[Source records]
★ ★ ★ ★
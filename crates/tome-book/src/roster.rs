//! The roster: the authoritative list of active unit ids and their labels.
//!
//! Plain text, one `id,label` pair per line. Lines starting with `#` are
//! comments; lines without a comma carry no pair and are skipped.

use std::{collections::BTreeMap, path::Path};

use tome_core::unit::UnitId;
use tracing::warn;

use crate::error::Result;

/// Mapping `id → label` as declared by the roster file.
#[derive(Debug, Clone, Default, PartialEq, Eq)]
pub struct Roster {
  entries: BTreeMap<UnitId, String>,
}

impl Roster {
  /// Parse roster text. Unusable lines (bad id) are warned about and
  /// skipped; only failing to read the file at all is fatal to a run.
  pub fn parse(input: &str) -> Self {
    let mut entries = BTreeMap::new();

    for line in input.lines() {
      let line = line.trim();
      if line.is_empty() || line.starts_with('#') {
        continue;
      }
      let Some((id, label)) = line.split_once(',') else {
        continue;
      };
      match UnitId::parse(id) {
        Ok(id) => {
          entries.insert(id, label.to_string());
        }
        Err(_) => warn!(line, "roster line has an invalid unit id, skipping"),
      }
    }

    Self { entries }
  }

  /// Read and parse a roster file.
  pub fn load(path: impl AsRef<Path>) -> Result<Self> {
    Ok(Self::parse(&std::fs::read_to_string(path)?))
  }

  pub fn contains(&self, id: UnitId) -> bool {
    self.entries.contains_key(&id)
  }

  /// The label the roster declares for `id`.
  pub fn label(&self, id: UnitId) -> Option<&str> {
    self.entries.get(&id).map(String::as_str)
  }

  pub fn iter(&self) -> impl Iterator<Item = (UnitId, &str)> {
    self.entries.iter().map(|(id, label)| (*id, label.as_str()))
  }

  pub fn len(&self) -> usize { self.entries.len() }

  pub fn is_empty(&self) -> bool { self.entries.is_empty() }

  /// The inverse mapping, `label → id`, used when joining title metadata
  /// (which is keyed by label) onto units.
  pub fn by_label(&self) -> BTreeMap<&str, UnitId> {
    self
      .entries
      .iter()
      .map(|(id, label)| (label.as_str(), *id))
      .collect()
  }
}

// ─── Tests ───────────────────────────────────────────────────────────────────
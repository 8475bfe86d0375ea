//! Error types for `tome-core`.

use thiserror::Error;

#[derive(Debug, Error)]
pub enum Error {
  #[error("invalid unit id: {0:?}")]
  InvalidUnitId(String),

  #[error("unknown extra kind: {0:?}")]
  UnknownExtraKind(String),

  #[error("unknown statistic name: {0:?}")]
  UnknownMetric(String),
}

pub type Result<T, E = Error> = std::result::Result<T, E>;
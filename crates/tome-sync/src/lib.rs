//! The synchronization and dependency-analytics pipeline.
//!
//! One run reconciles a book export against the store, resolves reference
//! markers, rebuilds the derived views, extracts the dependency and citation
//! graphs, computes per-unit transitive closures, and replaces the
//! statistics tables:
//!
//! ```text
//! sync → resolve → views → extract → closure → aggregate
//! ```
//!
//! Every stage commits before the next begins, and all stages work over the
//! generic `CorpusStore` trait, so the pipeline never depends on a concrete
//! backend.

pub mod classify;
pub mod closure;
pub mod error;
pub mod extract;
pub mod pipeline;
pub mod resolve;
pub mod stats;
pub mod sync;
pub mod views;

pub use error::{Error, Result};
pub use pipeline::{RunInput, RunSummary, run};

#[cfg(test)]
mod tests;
★ ★ ★ ★
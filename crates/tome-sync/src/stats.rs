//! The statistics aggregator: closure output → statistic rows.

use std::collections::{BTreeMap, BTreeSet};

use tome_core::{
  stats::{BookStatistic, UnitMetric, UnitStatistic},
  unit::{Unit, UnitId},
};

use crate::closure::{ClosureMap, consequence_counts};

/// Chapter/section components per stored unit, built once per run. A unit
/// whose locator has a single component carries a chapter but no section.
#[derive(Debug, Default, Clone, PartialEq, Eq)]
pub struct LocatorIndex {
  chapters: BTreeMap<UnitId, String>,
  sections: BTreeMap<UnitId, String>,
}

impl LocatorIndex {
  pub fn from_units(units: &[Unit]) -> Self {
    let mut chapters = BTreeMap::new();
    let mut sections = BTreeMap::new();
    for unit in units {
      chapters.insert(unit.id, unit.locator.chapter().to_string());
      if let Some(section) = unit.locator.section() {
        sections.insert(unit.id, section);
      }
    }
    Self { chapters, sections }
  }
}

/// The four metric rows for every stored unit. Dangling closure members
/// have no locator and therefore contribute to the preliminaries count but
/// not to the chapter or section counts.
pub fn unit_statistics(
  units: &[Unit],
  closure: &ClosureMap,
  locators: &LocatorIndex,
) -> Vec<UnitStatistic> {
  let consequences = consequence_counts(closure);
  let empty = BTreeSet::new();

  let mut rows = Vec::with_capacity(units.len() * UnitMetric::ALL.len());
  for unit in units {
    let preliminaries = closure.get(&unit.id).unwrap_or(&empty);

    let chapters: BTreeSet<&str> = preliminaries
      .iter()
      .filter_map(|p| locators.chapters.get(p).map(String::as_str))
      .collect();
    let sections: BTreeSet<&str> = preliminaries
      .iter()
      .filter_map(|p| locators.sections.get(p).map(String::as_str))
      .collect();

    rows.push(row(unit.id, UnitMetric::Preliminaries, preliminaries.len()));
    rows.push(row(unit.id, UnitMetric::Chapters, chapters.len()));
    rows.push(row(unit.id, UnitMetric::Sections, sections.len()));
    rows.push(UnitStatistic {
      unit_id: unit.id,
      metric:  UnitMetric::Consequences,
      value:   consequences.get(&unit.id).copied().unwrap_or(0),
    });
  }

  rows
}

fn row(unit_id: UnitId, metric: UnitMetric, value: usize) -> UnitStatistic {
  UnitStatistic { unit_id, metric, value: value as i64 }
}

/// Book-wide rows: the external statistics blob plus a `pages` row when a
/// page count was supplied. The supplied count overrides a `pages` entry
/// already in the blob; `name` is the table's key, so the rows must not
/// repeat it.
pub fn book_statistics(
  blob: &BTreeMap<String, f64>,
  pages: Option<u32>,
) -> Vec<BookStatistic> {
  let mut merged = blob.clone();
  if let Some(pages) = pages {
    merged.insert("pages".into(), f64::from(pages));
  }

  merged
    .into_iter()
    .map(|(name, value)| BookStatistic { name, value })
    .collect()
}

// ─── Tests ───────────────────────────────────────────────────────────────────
★ ★ ★ ★
What is being asked:
Only a number is expected in response: how many lines of the records above include the word "Option".

Task response:
2